# DATA TO USE
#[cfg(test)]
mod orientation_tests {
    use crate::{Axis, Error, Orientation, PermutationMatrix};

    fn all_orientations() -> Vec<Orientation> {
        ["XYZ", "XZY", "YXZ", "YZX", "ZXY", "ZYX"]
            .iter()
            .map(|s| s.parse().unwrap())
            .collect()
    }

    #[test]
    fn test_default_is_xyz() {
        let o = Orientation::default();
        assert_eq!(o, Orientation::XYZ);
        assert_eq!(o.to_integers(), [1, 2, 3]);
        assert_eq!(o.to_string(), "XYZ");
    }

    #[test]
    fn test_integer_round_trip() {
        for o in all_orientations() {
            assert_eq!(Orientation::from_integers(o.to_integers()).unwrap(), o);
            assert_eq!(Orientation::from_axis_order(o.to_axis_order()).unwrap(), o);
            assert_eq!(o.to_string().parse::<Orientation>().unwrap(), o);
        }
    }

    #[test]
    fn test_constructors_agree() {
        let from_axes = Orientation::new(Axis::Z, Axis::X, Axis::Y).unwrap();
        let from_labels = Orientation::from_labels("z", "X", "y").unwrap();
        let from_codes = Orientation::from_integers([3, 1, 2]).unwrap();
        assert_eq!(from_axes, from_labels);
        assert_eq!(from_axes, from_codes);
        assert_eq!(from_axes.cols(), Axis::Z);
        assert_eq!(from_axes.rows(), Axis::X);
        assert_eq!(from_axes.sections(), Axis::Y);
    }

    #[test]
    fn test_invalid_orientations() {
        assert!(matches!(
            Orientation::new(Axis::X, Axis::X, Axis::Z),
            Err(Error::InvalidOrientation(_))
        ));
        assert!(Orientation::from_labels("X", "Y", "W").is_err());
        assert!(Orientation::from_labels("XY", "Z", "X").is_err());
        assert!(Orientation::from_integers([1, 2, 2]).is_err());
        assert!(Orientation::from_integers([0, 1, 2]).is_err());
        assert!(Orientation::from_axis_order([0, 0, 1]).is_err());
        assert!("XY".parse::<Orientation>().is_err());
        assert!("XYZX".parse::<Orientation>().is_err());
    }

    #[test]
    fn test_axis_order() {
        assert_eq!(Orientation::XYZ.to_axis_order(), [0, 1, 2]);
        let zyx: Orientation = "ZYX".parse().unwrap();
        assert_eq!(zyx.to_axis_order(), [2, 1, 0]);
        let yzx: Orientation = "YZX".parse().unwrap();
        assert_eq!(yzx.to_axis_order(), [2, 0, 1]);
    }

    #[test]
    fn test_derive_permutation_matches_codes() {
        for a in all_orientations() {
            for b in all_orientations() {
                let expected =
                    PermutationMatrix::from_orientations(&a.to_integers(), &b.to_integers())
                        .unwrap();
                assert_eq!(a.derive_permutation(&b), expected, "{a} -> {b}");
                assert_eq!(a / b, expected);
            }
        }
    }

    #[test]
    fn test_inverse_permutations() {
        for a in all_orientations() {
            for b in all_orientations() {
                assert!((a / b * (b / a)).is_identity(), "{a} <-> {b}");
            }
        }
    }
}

--

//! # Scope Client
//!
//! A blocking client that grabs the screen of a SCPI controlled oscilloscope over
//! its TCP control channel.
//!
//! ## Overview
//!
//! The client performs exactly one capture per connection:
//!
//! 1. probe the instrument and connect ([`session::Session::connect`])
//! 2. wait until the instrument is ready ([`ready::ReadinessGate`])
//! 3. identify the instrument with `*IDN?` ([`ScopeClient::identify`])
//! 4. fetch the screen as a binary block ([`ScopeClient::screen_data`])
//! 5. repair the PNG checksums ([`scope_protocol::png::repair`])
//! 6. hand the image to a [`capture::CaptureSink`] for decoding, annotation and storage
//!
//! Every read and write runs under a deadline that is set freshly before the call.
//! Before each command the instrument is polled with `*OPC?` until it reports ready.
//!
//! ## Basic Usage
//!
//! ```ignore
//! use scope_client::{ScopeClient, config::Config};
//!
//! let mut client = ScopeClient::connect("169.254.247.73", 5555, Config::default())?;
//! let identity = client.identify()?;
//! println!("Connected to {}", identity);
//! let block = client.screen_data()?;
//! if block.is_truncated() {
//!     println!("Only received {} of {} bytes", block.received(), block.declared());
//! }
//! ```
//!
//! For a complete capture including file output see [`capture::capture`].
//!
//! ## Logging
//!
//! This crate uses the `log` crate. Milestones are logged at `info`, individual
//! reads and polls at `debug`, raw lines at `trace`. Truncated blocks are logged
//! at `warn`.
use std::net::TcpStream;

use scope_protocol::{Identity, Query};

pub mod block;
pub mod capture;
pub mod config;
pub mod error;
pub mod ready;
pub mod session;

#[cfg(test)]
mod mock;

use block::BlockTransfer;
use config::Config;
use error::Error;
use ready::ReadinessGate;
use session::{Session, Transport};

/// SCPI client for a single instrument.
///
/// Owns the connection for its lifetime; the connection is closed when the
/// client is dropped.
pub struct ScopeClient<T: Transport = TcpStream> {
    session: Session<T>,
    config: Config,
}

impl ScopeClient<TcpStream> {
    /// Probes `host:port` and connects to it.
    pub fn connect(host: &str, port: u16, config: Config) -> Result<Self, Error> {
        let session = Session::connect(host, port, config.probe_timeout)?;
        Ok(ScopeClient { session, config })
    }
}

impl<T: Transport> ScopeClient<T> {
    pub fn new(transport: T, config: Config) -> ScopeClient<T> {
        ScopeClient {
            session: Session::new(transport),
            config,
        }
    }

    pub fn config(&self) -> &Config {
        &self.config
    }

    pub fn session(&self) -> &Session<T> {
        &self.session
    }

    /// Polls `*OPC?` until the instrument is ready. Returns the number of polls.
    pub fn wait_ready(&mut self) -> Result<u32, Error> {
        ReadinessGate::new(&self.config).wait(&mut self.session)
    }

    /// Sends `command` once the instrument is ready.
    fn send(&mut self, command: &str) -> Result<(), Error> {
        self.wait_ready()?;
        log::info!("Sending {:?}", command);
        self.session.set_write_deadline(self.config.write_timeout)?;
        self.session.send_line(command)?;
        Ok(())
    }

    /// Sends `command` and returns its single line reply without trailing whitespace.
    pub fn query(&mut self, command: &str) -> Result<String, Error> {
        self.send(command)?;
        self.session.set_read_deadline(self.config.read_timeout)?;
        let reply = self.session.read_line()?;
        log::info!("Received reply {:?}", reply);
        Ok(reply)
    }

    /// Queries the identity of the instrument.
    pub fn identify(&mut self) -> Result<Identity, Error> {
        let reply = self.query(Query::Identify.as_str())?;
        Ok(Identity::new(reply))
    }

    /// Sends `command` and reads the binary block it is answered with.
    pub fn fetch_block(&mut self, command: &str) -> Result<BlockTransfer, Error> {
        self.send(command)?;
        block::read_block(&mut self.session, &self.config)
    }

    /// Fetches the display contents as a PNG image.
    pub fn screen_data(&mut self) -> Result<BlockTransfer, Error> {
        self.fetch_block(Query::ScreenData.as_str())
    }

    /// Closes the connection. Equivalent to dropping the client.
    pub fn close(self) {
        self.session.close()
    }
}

# PROBLEM TO WORK ON
Looking at the records above, return exactly the lines from the line with "number of polls." to the line with "let reply = self.session.read_line()?;", both ends included.

# COMPLETED TASK
    /// Polls `*OPC?` until the instrument is ready. Returns the number of polls.
    pub fn wait_ready(&mut self) -> Result<u32, Error> {
        ReadinessGate::new(&self.config).wait(&mut self.session)
    }

    /// Sends `command` once the instrument is ready.
    fn send(&mut self, command: &str) -> Result<(), Error> {
        self.wait_ready()?;
        log::info!("Sending {:?}", command);
        self.session.set_write_deadline(self.config.write_timeout)?;
        self.session.send_line(command)?;
        Ok(())
    }

    /// Sends `command` and returns its single line reply without trailing whitespace.
    pub fn query(&mut self, command: &str) -> Result<String, Error> {
        self.send(command)?;
        self.session.set_read_deadline(self.config.read_timeout)?;
        let reply = self.session.read_line()?;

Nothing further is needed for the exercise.